▶ [MATERIALS PROVIDED]
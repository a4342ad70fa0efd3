use chrono::{DateTime, NaiveDate, Utc};
use serde::{Deserialize, Serialize};
use std::fmt;
use std::str::FromStr;

use crate::error::ClientError;

#[derive(Debug, Clone, Copy, Default, PartialEq, Eq, Hash, Serialize, Deserialize)]
pub enum TaskStatus {
    #[default]
    Todo,
    #[serde(rename = "In Progress", alias = "InProgress")]
    InProgress,
    Done,
}

impl TaskStatus {
    pub fn as_str(&self) -> &'static str {
        match self {
            TaskStatus::Todo => "Todo",
            TaskStatus::InProgress => "In Progress",
            TaskStatus::Done => "Done",
        }
    }
}

impl fmt::Display for TaskStatus {
    fn fmt(&self, f: &mut fmt::Formatter<'_>) -> fmt::Result {
        write!(f, "{}", self.as_str())
    }
}

impl FromStr for TaskStatus {
    type Err = ClientError;

    fn from_str(s: &str) -> Result<Self, Self::Err> {
        let normalized: String = s
            .chars()
            .filter(|c| !c.is_whitespace() && *c != '_' && *c != '-')
            .collect::<String>()
            .to_lowercase();
        match normalized.as_str() {
            "todo" => Ok(TaskStatus::Todo),
            "inprogress" => Ok(TaskStatus::InProgress),
            "done" | "completed" => Ok(TaskStatus::Done),
            _ => Err(ClientError::validation(format!("Unknown task status '{}'", s))),
        }
    }
}

/// Reference to a user embedded in a task.
#[derive(Debug, Clone, PartialEq, Eq, Serialize, Deserialize)]
pub struct UserRef {
    pub id: i64,
    #[serde(default)]
    pub username: Option<String>,
}

#[derive(Debug, Clone, PartialEq, Eq, Serialize, Deserialize)]
pub struct Task {
    pub id: i64,
    #[serde(default)]
    pub title: String,
    #[serde(default)]
    pub description: Option<String>,
    #[serde(default)]
    pub due_date: Option<NaiveDate>,
    #[serde(default)]
    pub status: TaskStatus,
    #[serde(default)]
    pub creator: Option<UserRef>,
    #[serde(default)]
    pub assignee: Option<UserRef>,
    #[serde(default)]
    pub last_updated_on: Option<DateTime<Utc>>,
}

impl Task {
    pub fn assignee_id(&self) -> Option<i64> {
        self.assignee.as_ref().map(|a| a.id)
    }

    pub fn is_assigned_to(&self, user_id: i64) -> bool {
        self.assignee_id() == Some(user_id)
    }

    pub fn creator_name(&self) -> &str {
        self.creator
            .as_ref()
            .and_then(|c| c.username.as_deref())
            .unwrap_or("Unknown")
    }
}

/// Body for creating or replacing a task. Updates always send every field.
#[derive(Debug, Clone, Default, PartialEq, Eq, Serialize, Deserialize)]
pub struct TaskPayload {
    pub title: String,
    pub description: Option<String>,
    pub due_date: Option<NaiveDate>,
    pub assignee_id: Option<i64>,
    pub status: TaskStatus,
}

impl TaskPayload {
    pub fn validate(&self) -> Result<(), ClientError> {
        if self.title.trim().is_empty() {
            return Err(ClientError::validation("Title is required"));
        }
        Ok(())
    }

    /// True when only the status differs from `task`.
    pub fn only_status_differs(&self, task: &Task) -> bool {
        let mut current = TaskPayload::from(task);
        current.status = self.status;
        current == *self
    }
}

impl From<&Task> for TaskPayload {
    fn from(task: &Task) -> Self {
        Self {
            title: task.title.clone(),
            description: task.description.clone(),
            due_date: task.due_date,
            assignee_id: task.assignee_id(),
            status: task.status,
        }
    }
}

#[derive(Debug, Clone, Copy, PartialEq, Eq, Serialize, Deserialize)]
pub struct AssignPayload {
    pub assignee_id: i64,
}

#[cfg(test)]
mod tests {
    use super::*;

    #[test]
    fn test_status_wire_format() {
        assert_eq!(
            serde_json::to_string(&TaskStatus::InProgress).unwrap(),
            "\"In Progress\""
        );
        let status: TaskStatus = serde_json::from_str("\"In Progress\"").unwrap();
        assert_eq!(status, TaskStatus::InProgress);
        let status: TaskStatus = serde_json::from_str("\"Done\"").unwrap();
        assert_eq!(status, TaskStatus::Done);
    }

    #[test]
    fn test_status_parsing() {
        assert_eq!("in progress".parse::<TaskStatus>().unwrap(), TaskStatus::InProgress);
        assert_eq!("in_progress".parse::<TaskStatus>().unwrap(), TaskStatus::InProgress);
        assert_eq!("Completed".parse::<TaskStatus>().unwrap(), TaskStatus::Done);
        assert!("blocked".parse::<TaskStatus>().is_err());
    }

    #[test]
    fn test_sparse_task_deserializes() {
        let task: Task = serde_json::from_str(r#"{"id": 1, "assignee": {"id": 9}}"#).unwrap();
        assert_eq!(task.status, TaskStatus::Todo);
        assert!(task.is_assigned_to(9));
        assert!(!task.is_assigned_to(7));
        assert_eq!(task.creator_name(), "Unknown");
    }

    #[test]
    fn test_payload_from_task_keeps_fields() {
        let task: Task = serde_json::from_str(
            r#"{
                "id": 3,
                "title": "Ship release",
                "description": "Tag and publish",
                "due_date": "2026-11-02",
                "status": "Todo",
                "creator": {"id": 1, "username": "alice"},
                "assignee": {"id": 9, "username": "carol"}
            }"#,
        )
        .unwrap();

        let mut payload = TaskPayload::from(&task);
        assert_eq!(payload.assignee_id, Some(9));
        assert_eq!(payload.due_date, NaiveDate::from_ymd_opt(2026, 11, 2));

        payload.status = TaskStatus::Done;
        assert!(payload.only_status_differs(&task));
        payload.title = "Other".to_string();
        assert!(!payload.only_status_differs(&task));
    }

    #[test]
    fn test_payload_requires_title() {
        assert!(TaskPayload::default().validate().is_err());
    }
}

▶ [TASK REQUIREMENTS] The reply should be nothing but the number of lines in the listing above that include "current".

▶ [RESULT FOR THIS TASK] 3